By participating in this 2-month POC, organizations can gain a working comfort level with Microsoft Defender for IoT while proactively safeguarding critical infrastructure and aligning with cybersecurity best practices for OT. This POC is broken into four (4) distinct phases as noted below:

1. Phase 1: Defender for IoT Sensor Planning: We begin with a collaborative gap analysis of network segmentation, firewall configurations, and sensor deployment strategies - ensuring an optimal Defender for IoT implementation aligned with industry security frameworks. The goal is to identify up to one hundred (100) IoT devices in one physical site that will be licensed for a production Defender for IoT deployment, leveraging best practice recommendations gathered during the gap analysis.
2. Phase 2: IoT Sensor Deployment: Once the target devices and networking details are agreed upon, we deploy a hardware sensor and OT Site Licensing for up to 100 IoT devices - delivering actionable insights and best-practice recommendations to enhance visibility and mitigate cyber risks across air-gapped and interconnected OT environments.
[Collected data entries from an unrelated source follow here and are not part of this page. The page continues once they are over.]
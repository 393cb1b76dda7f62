//! Named mutual exclusion that holds across process boundaries.
//!
//! A [`NamedLock`] is a lock file under the node's lock directory, locked
//! with `flock(2)`. Ranks on one node open the same path, so the kernel
//! arbitrates between them and drops the lock if a holder dies. `flock` does
//! not separate threads sharing one open file, so each handle also carries an
//! in-process mutex taken first.

use std::fs::{File, OpenOptions};
use std::io;
use std::os::unix::io::AsRawFd;
use std::path::{Path, PathBuf};
use std::sync::{Mutex, MutexGuard, PoisonError, TryLockError};

use sgpu_core::SyncError;

/// A cross-process mutex identified by name.
#[derive(Debug)]
pub struct NamedLock {
    name: String,
    path: PathBuf,
    file: File,
    local: Mutex<()>,
}

impl NamedLock {
    /// Open (creating if needed) the lock `name` inside `dir`.
    ///
    /// The file is never truncated or removed: other ranks may hold it.
    pub fn create(dir: &Path, name: &str) -> Result<Self, SyncError> {
        let path = dir.join(format!("{name}.lock"));
        let file = OpenOptions::new()
            .read(true)
            .write(true)
            .create(true)
            .truncate(false)
            .open(&path)
            .map_err(|source| SyncError::Create {
                name: name.to_string(),
                source,
            })?;
        tracing::trace!(name, path = %path.display(), "named lock opened");
        Ok(Self {
            name: name.to_string(),
            path,
            file,
            local: Mutex::new(()),
        })
    }

    pub fn name(&self) -> &str {
        &self.name
    }

    pub fn path(&self) -> &Path {
        &self.path
    }

    /// Block until the lock is held by this handle.
    pub fn acquire(&self) -> Result<NamedLockGuard<'_>, SyncError> {
        // The guarded value is (), so a poisoned mutex carries no broken state.
        let local = self.local.lock().unwrap_or_else(PoisonError::into_inner);
        flock(&self.file, libc::LOCK_EX).map_err(|source| SyncError::Acquire {
            name: self.name.clone(),
            source,
        })?;
        Ok(NamedLockGuard {
            lock: self,
            _local: local,
        })
    }

    /// Take the lock only if nobody holds it. `Ok(None)` when contended.
    pub fn try_acquire(&self) -> Result<Option<NamedLockGuard<'_>>, SyncError> {
        let local = match self.local.try_lock() {
            Ok(g) => g,
            Err(TryLockError::Poisoned(e)) => e.into_inner(),
            Err(TryLockError::WouldBlock) => return Ok(None),
        };
        match flock(&self.file, libc::LOCK_EX | libc::LOCK_NB) {
            Ok(()) => Ok(Some(NamedLockGuard {
                lock: self,
                _local: local,
            })),
            Err(e) if e.raw_os_error() == Some(libc::EWOULDBLOCK) => Ok(None),
            Err(source) => Err(SyncError::Acquire {
                name: self.name.clone(),
                source,
            }),
        }
    }
}

/// Held lock. Dropping it releases the lock for other ranks.
#[derive(Debug)]
pub struct NamedLockGuard<'a> {
    lock: &'a NamedLock,
    _local: MutexGuard<'a, ()>,
}

impl Drop for NamedLockGuard<'_> {
    fn drop(&mut self) {
        if let Err(e) = flock(&self.lock.file, libc::LOCK_UN) {
            tracing::error!(name = %self.lock.name, error = %e, "failed to release named lock");
        }
    }
}

fn flock(file: &File, op: libc::c_int) -> io::Result<()> {
    loop {
        // SAFETY: the descriptor is owned by `file` and stays open for the call.
        let rc = unsafe { libc::flock(file.as_raw_fd(), op) };
        if rc == 0 {
            return Ok(());
        }
        let err = io::Error::last_os_error();
        if err.kind() != io::ErrorKind::Interrupted {
            return Err(err);
        }
    }
}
The licensing is deployed directly into the customer tenant and the hardware sensor deployed during the POC permanently remains with the customer once the assessment is complete.
3. Phase 3: Defender for IoT Post-Deployment: We validate our device discovery and enable the appropriate detection engines and risk/security reporting - ensuring the operational "ready state" and effectiveness of the Defender for IoT deployment. Custom dashboards, alert rules, and test plans are created to enhance visibility, assess vulnerabilities, and simulate attack paths for mitigation planning.
4. Phase 4: OT SOC Operations: We establish secure administration of Defender for IoT Azure resources via Azure Lighthouse and integrate Defender for IoT with a Microsoft Sentinel SIEM instance. The phase includes escalation, and investigation protocols between the AIT SOC team and the customer, enabling 24x7 OT SOC services. This portion of the engagement initiates once Phase 3 is completed and runs through the time remaining in the POC. It includes calls with a Security Engineer and an account executive to assess risk and identify optimization opportunities.